Comment le procureur de la République antiterroriste exerce-t-il effectivement sa compétence ?

Lorsque le PNAT est avisé par un parquet local d’une situation pouvant relever de sa compétence, il formalise sa décision et la communique au parquet signalant. Celui-ci est donc systématiquement destinataire d’un soit-transmis de la part du parquet national, qui lui indique : soit qu’il se saisit des faits et diligente une enquête sous la qualification terroriste ; soit que les faits qui lui ont été signalés ne permettent pas, en l’état, de mettre en mouvement l’action publique du chef d’infraction en lien avec une entreprise terroriste ; soit encore que l’opportunité de sa saisine est en cours d’évaluation, et qu’il reprendra attache avec le parquet local dans les meilleurs délais afin de l’informer de sa décision finale.

Dès lors que le parquet national est saisi, et hors hypothèse de la délégation judiciaire, le magistrat du parquet territorial doit veiller à ne donner aucune consigne de direction d’enquête aux services de police. Il reste en revanche compétent pour prendre en compte les faits collatéraux susceptibles d’être commis sur son ressort.

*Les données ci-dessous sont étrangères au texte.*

//! Shared utilities for the KPI crates.
//!
//! Polars `AnyValue` conversions used when warehouse result sets are turned into
//! typed rows, plus the number formatting used by report tables.

pub mod format;
pub mod frame;

pub use format::{format_count, format_numeric, format_percent};
pub use frame::{any_to_f64, any_to_string, column_names_lower, find_column, parse_f64};
//! Typed views of the generated KPI and comparison tables.
//!
//! Column lookup is case-insensitive: the warehouse returns upper-case
//! identifiers, snapshots may not.

use kpi_common::{any_to_f64, any_to_string, column_names_lower, find_column};
use kpi_model::naming::{FIELD_VALUE_COLUMN, count_column, coverage_column, profiles_column};
use kpi_model::VersionPair;
use polars::prelude::{AnyValue, Column, DataFrame};

use crate::derive::{ComparisonRow, ComparisonTable, VersionColumn};
use crate::error::{ReportError, Result};

/// Coverage and profile count of one source.
#[derive(Debug, Clone, PartialEq)]
pub struct KpiMetric {
    pub label: String,
    pub coverage: f64,
    pub profiles: f64,
}

/// The single-row KPI table.
#[derive(Debug, Clone, PartialEq)]
pub struct KpiSummary {
    /// Base, new, then any benchmark.
    pub metrics: Vec<KpiMetric>,
}

impl KpiSummary {
    pub fn from_frame(df: &DataFrame, versions: &VersionPair) -> Result<Self> {
        if df.height() == 0 {
            return Err(ReportError::EmptyTable);
        }
        let mut metrics = vec![
            read_metric(df, &versions.base_alias(), &versions.base, true)?,
            read_metric(df, &versions.new_alias(), &versions.new, true)?,
        ];
        let known = [
            coverage_column(&versions.base_alias()).to_ascii_lowercase(),
            coverage_column(&versions.new_alias()).to_ascii_lowercase(),
        ];
        for name in column_names_lower(df) {
            if known.contains(&name) {
                continue;
            }
            if let Some(alias) = name.strip_prefix("cov_") {
                metrics.push(read_metric(df, alias, alias, false)?);
            }
        }
        Ok(Self { metrics })
    }

    pub fn metric(&self, label: &str) -> Option<&KpiMetric> {
        self.metrics.iter().find(|m| m.label == label)
    }
}

fn read_metric(df: &DataFrame, alias: &str, label: &str, required: bool) -> Result<KpiMetric> {
    let coverage_name = coverage_column(alias);
    let profiles_name = profiles_column(alias);
    let coverage = find_column(df, &coverage_name)
        .ok_or_else(|| ReportError::missing(&coverage_name))?;
    let profiles = match find_column(df, &profiles_name) {
        Some(column) => cell_f64(column, 0),
        None if required => return Err(ReportError::missing(profiles_name)),
        None => 0.0,
    };
    Ok(KpiMetric {
        label: label.to_string(),
        coverage: cell_f64(coverage, 0),
        profiles,
    })
}

/// Read a comparison (or Top-N comparison) table.
///
/// Columns are `FIELD_VALUE`, the base and new counts, then every other
/// `CNT_*` column as an extra source labelled by its alias.
pub fn comparison_from_frame(df: &DataFrame, versions: &VersionPair) -> Result<ComparisonTable> {
    let value_column =
        find_column(df, FIELD_VALUE_COLUMN).ok_or_else(|| ReportError::missing(FIELD_VALUE_COLUMN))?;

    let mut columns = vec![
        VersionColumn::new(
            count_column(&versions.base_alias()).to_ascii_lowercase(),
            versions.base.clone(),
        ),
        VersionColumn::new(
            count_column(&versions.new_alias()).to_ascii_lowercase(),
            versions.new.clone(),
        ),
    ];
    for name in column_names_lower(df) {
        if columns.iter().any(|c| c.column == name) {
            continue;
        }
        if let Some(alias) = name.strip_prefix("cnt_") {
            let label = alias.to_string();
            columns.push(VersionColumn::new(name, label));
        }
    }

    let sources = columns
        .iter()
        .map(|c| find_column(df, &c.column).ok_or_else(|| ReportError::missing(c.column.clone())))
        .collect::<Result<Vec<&Column>>>()?;

    let rows = (0..df.height())
        .map(|idx| ComparisonRow {
            value: cell_string(value_column, idx),
            values: sources.iter().map(|column| cell_f64(column, idx)).collect(),
        })
        .collect();
    Ok(ComparisonTable { columns, rows })
}

/// Numeric cell; nulls and unparsable values count as 0.
pub(crate) fn cell_f64(column: &Column, idx: usize) -> f64 {
    column.get(idx).ok().and_then(any_to_f64).unwrap_or(0.0)
}

pub(crate) fn cell_string(column: &Column, idx: usize) -> Option<String> {
    match column.get(idx) {
        Ok(AnyValue::Null) | Err(_) => None,
        Ok(value) => Some(any_to_string(value)),
    }
}
//! SQL generation for PDL release comparison tables.
//!
//! Three query shapes are produced per field, each wrapped in
//! `CREATE OR REPLACE TABLE <name> AS <query>`:
//!
//! - KPI: coverage and profile counts per version ([`generate_kpi_query`])
//! - comparison: per-value counts ([`generate_comparison_query`])
//! - top-N comparison: per-value counts and shares for the values ranked
//!   highest by the benchmark ([`generate_top_n_comparison_query`])
//!
//! [`plan_topic`] builds every statement of a topic run up front, so
//! configuration problems surface before the warehouse is touched.

pub mod error;
pub mod filter;
pub mod plan;
pub mod query;

pub use error::{Result, SqlError};
pub use filter::{SourceFilter, quote_literal};
pub use plan::{GenerationPlan, PlanEntry, PlanOptions, PlannedTable, SkippedTable, plan_topic};
pub use query::{
    RankSource, TopN, create_or_replace, generate_comparison_query, generate_kpi_query,
    generate_top_n_comparison_query,
};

En charge de l’enquête judiciaire, le procureur de la République antiterroriste est la seule autorité désignée pour annoncer officiellement le bilan des victimes blessées ou décédées. Plus largement, la communication médiatique lui appartient, le parquet local ne pouvant transmettre aucune information.

Les parquets locaux sont-ils déchargés de toute fonction ?

La réponse est négative, et ceci indépendamment d’une délégation judiciaire. La survenance sur le ressort d’un parquet d’un attentat terroriste commande la mise en place par l’institution judiciaire d’un dispositif de crise spécifique, avec des locaux adaptés, équipés des outils de communication indispensables. Les procureurs généraux et procureurs de la République concernés ont la responsabilité du bon fonctionnement des mesures à prendre. Dans l’hypothèse où plusieurs ressorts distincts seraient concernés, il est autant de cellules de crise que de lieux affectés, chacune se devant d’assurer les liens qui s’imposent avec le parquet national.

S’agissant plus particulièrement de la prise en charge des victimes, l’articulation des opérations judiciaires de médecine légale est arrêtée par le procureur de la République antiterroriste. Mais, le procureur de la République local peut être invité à requérir, à des fins d’assistance, le milieu associatif de son ressort.

Une conclusion s’impose. Elle tient à la souveraineté d’appréciation du procureur de la République antiterroriste, à qui il revient de se prononcer sur la dimension terroriste des faits qui lui sont rapportés, et sur l’intérêt de les ramener à la compétence spécialisée des juridictions parisiennes. Il en résulte que, sur des nuances à la fois de légalité et d’opportunité, deux homicides d’apparence similaire peuvent ne pas avoir la même destination judiciaire.